STOCK MARKET REPORT by CEO Silvano Grimaldi of the independent asset management company GRIMALDI & PARTNERS AG
The international stock markets ended the month of FEBRUARY with significant losses.
The first escalating conflict and the war between Russia and Ukraine.
EQUITIES IN FOCUS
Online boom makes GOOGLE profits bubble
The online boom during the corona pandemic and bubbling advertising revenues gave Google a strong tailwind in the final quarter. Sales jumped by a third to $75.3 billion, according to Google parent company Alphabet. Profit increased by 35 percent to $20.6 billion. It was the fourth record surplus in a row. The world's largest search engine operator thus exceeded the expectations of analysts. Shares surged more than 7 percent in after-hours trading. Meta, Twitter and Snap titles also picked up speed.
SIKA follows record after record
The construction supplier Sika writes a new record profit year after year - and again in 2021. However, rising raw material costs are currently causing a lot of work for the management.
Driven by the upswing in the construction industry after the pandemic-related closures in the previous year, Sika increased sales by 17.5 percent to CHF 9.25 billion. This is a new record value and also significantly more than in 2019, Sika emphasized in a communiqué.
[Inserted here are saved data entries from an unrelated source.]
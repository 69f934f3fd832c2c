use std::path::PathBuf;

use anyhow::Context;
use chrono::NaiveDate;
use clap::{Parser, Subcommand};
use sqlx::postgres::PgPoolOptions;
use sqlx::PgPool;

mod allowance;
mod daily;
mod db;
mod models;
mod monthly;
mod rates;
mod report;
mod route;

use models::{Instructor, MonthlySettlement};
use route::DistanceMatrix;

#[derive(Parser)]
#[command(name = "instructor-settlement")]
#[command(about = "Monthly settlement engine for dispatched instructors", long_about = None)]
struct Cli {
    #[command(subcommand)]
    command: Commands,
}

#[derive(Subcommand)]
enum Commands {
    /// Create or upgrade the database schema
    InitDb,
    /// Load realistic seed data
    Seed,
    /// Import activity records from a CSV file
    Import {
        #[arg(long)]
        csv: PathBuf,
    },
    /// Settle a single day for one instructor
    Daily {
        #[arg(long)]
        email: String,
        #[arg(long)]
        date: NaiveDate,
    },
    /// Settle a month, for one instructor or for everyone
    Monthly {
        #[arg(long)]
        month: String,
        #[arg(long)]
        email: Option<String>,
    },
    /// Write a markdown settlement statement
    Report {
        #[arg(long)]
        email: String,
        #[arg(long)]
        month: String,
        #[arg(long, default_value = "statement.md")]
        out: PathBuf,
    },
    /// Write a monthly settlement as JSON
    Export {
        #[arg(long)]
        email: String,
        #[arg(long)]
        month: String,
        #[arg(long, default_value = "settlement.json")]
        out: PathBuf,
    },
}

/// Turns a `YYYY-MM` argument into a half-open [first day, first day of the
/// next month) window.
fn month_window(month: &str) -> anyhow::Result<(NaiveDate, NaiveDate)> {
    let (year, month_number) = month
        .split_once('-')
        .with_context(|| format!("expected YYYY-MM, got {month}"))?;
    let year: i32 = year
        .parse()
        .with_context(|| format!("invalid year in {month}"))?;
    let month_number: u32 = month_number
        .parse()
        .with_context(|| format!("invalid month in {month}"))?;

    let from = NaiveDate::from_ymd_opt(year, month_number, 1)
        .with_context(|| format!("invalid month: {month}"))?;
    let to = if month_number == 12 {
        NaiveDate::from_ymd_opt(year + 1, 1, 1)
    } else {
        NaiveDate::from_ymd_opt(year, month_number + 1, 1)
    }
    .with_context(|| format!("invalid month: {month}"))?;

    Ok((from, to))
}

/// Settles every activity day in the window for one instructor. Returns
/// `None` when the window holds no activities at all, so callers can tell
/// "nothing to settle" apart from a settled month of zero-amount days.
async fn settle_month(
    pool: &PgPool,
    instructor: &Instructor,
    from: NaiveDate,
    to: NaiveDate,
) -> anyhow::Result<Option<MonthlySettlement>> {
    let institutions = db::fetch_institutions(pool).await?;
    let matrix = DistanceMatrix::from_rows(&db::fetch_distance_rows(pool).await?);
    let activities = db::fetch_activities(pool, instructor.id, from, to).await?;

    if activities.is_empty() {
        return Ok(None);
    }

    let days: Vec<_> = daily::group_by_date(&activities)
        .into_iter()
        .map(|(date, day_activities)| {
            daily::compute_daily(instructor, date, &day_activities, &institutions, &matrix)
        })
        .collect();

    monthly::compute_monthly(days).map(Some)
}

fn print_monthly_summary(monthly: &MonthlySettlement) {
    println!(
        "{} {}-{:02}: gross {} KRW, tax {} KRW, net {} KRW across {} settled days",
        monthly.instructor_name,
        monthly.year,
        monthly.month,
        monthly.gross_amount,
        monthly.tax_withheld,
        monthly.net_amount,
        monthly.day_count
    );
    for day in &monthly.days {
        for warning in &day.warnings {
            println!("  warning ({}): {warning}", day.date);
        }
    }
}

#[tokio::main]
async fn main() -> anyhow::Result<()> {
    let cli = Cli::parse();
    let database_url = std::env::var("DATABASE_URL")
        .context("DATABASE_URL must be set to a production Postgres instance")?;

    let pool = PgPoolOptions::new()
        .max_connections(5)
        .connect(&database_url)
        .await
        .context("failed to connect to Postgres")?;

    match cli.command {
        Commands::InitDb => {
            db::init_db(&pool).await?;
            println!("Schema ready.");
        }
        Commands::Seed => {
            db::seed(&pool).await?;
            println!("Seed data inserted.");
        }
        Commands::Import { csv } => {
            let inserted = db::import_csv(&pool, &csv).await?;
            println!("Inserted {inserted} activities from {}.", csv.display());
        }
        Commands::Daily { email, date } => {
            let instructor = db::fetch_instructor(&pool, &email).await?;
            let institutions = db::fetch_institutions(&pool).await?;
            let matrix = DistanceMatrix::from_rows(&db::fetch_distance_rows(&pool).await?);
            let next_day = date.succ_opt().context("date out of range")?;
            let activities = db::fetch_activities(&pool, instructor.id, date, next_day).await?;

            if activities.is_empty() {
                println!("No activities for {} on {date}.", instructor.name);
                return Ok(());
            }

            let day = daily::compute_daily(&instructor, date, &activities, &institutions, &matrix);
            println!(
                "{} on {}: gross {} KRW ({} classes, {} events, {:.1} km travelled)",
                day.instructor_name,
                day.date,
                day.gross_amount,
                day.classes.len(),
                day.events.len(),
                day.travel.total_km
            );
            if day.cancelled_amount_preview > 0 {
                println!(
                    "  cancelled activities would have paid {} KRW",
                    day.cancelled_amount_preview
                );
            }
            for warning in &day.warnings {
                println!("  warning: {warning}");
            }
        }
        Commands::Monthly { month, email } => {
            let (from, to) = month_window(&month)?;
            match email {
                Some(email) => {
                    let instructor = db::fetch_instructor(&pool, &email).await?;
                    match settle_month(&pool, &instructor, from, to).await? {
                        Some(monthly) => print_monthly_summary(&monthly),
                        None => println!("No activities for {} in {month}.", instructor.name),
                    }
                }
                None => {
                    let instructors = db::fetch_instructors(&pool).await?;
                    let mut settled = 0usize;
                    for instructor in &instructors {
                        match settle_month(&pool, instructor, from, to).await {
                            Ok(Some(monthly)) => {
                                print_monthly_summary(&monthly);
                                settled += 1;
                            }
                            Ok(None) => {}
                            Err(err) => {
                                eprintln!("failed to settle {}: {err:#}", instructor.name);
                            }
                        }
                    }
                    if settled == 0 {
                        println!("No activities for any instructor in {month}.");
                    }
                }
            }
        }
        Commands::Report { email, month, out } => {
            let (from, to) = month_window(&month)?;
            let instructor = db::fetch_instructor(&pool, &email).await?;
            match settle_month(&pool, &instructor, from, to).await? {
                Some(monthly) => {
                    let statement = report::build_statement(&monthly);
                    std::fs::write(&out, statement)?;
                    println!("Statement written to {}.", out.display());
                }
                None => println!("No activities for {} in {month}.", instructor.name),
            }
        }
        Commands::Export { email, month, out } => {
            let (from, to) = month_window(&month)?;
            let instructor = db::fetch_instructor(&pool, &email).await?;
            match settle_month(&pool, &instructor, from, to).await? {
                Some(monthly) => {
                    let json = serde_json::to_string_pretty(&monthly)?;
                    std::fs::write(&out, json)?;
                    println!("Settlement written to {}.", out.display());
                }
                None => println!("No activities for {} in {month}.", instructor.name),
            }
        }
    }

    Ok(())
}

#[cfg(test)]
mod tests {
    use super::*;

    #[test]
    fn month_window_covers_whole_month() {
        let (from, to) = month_window("2026-03").unwrap();
        assert_eq!(from, NaiveDate::from_ymd_opt(2026, 3, 1).unwrap());
        assert_eq!(to, NaiveDate::from_ymd_opt(2026, 4, 1).unwrap());
    }

    #[test]
    fn month_window_rolls_december_into_next_year() {
        let (from, to) = month_window("2025-12").unwrap();
        assert_eq!(from, NaiveDate::from_ymd_opt(2025, 12, 1).unwrap());
        assert_eq!(to, NaiveDate::from_ymd_opt(2026, 1, 1).unwrap());
    }

    #[test]
    fn month_window_rejects_malformed_input() {
        assert!(month_window("2026").is_err());
        assert!(month_window("2026-13").is_err());
        assert!(month_window("march").is_err());
    }
}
Sika had already gotten through the "Corona year" 2020 unscathed. Not least thanks to acquisitions, sales at the time only fell moderately by 2.9 percent.
The war between Russia and Ukraine is keeping stock markets under pressure. However, political crises and even warlike events only have a short-term effect on the stock exchanges. Even if the war lasts longer than expected, there will probably be some familiarization effect, except if the war unexpectedly spreads to neighboring countries.
We expect a sideways or slightly falling trend for March.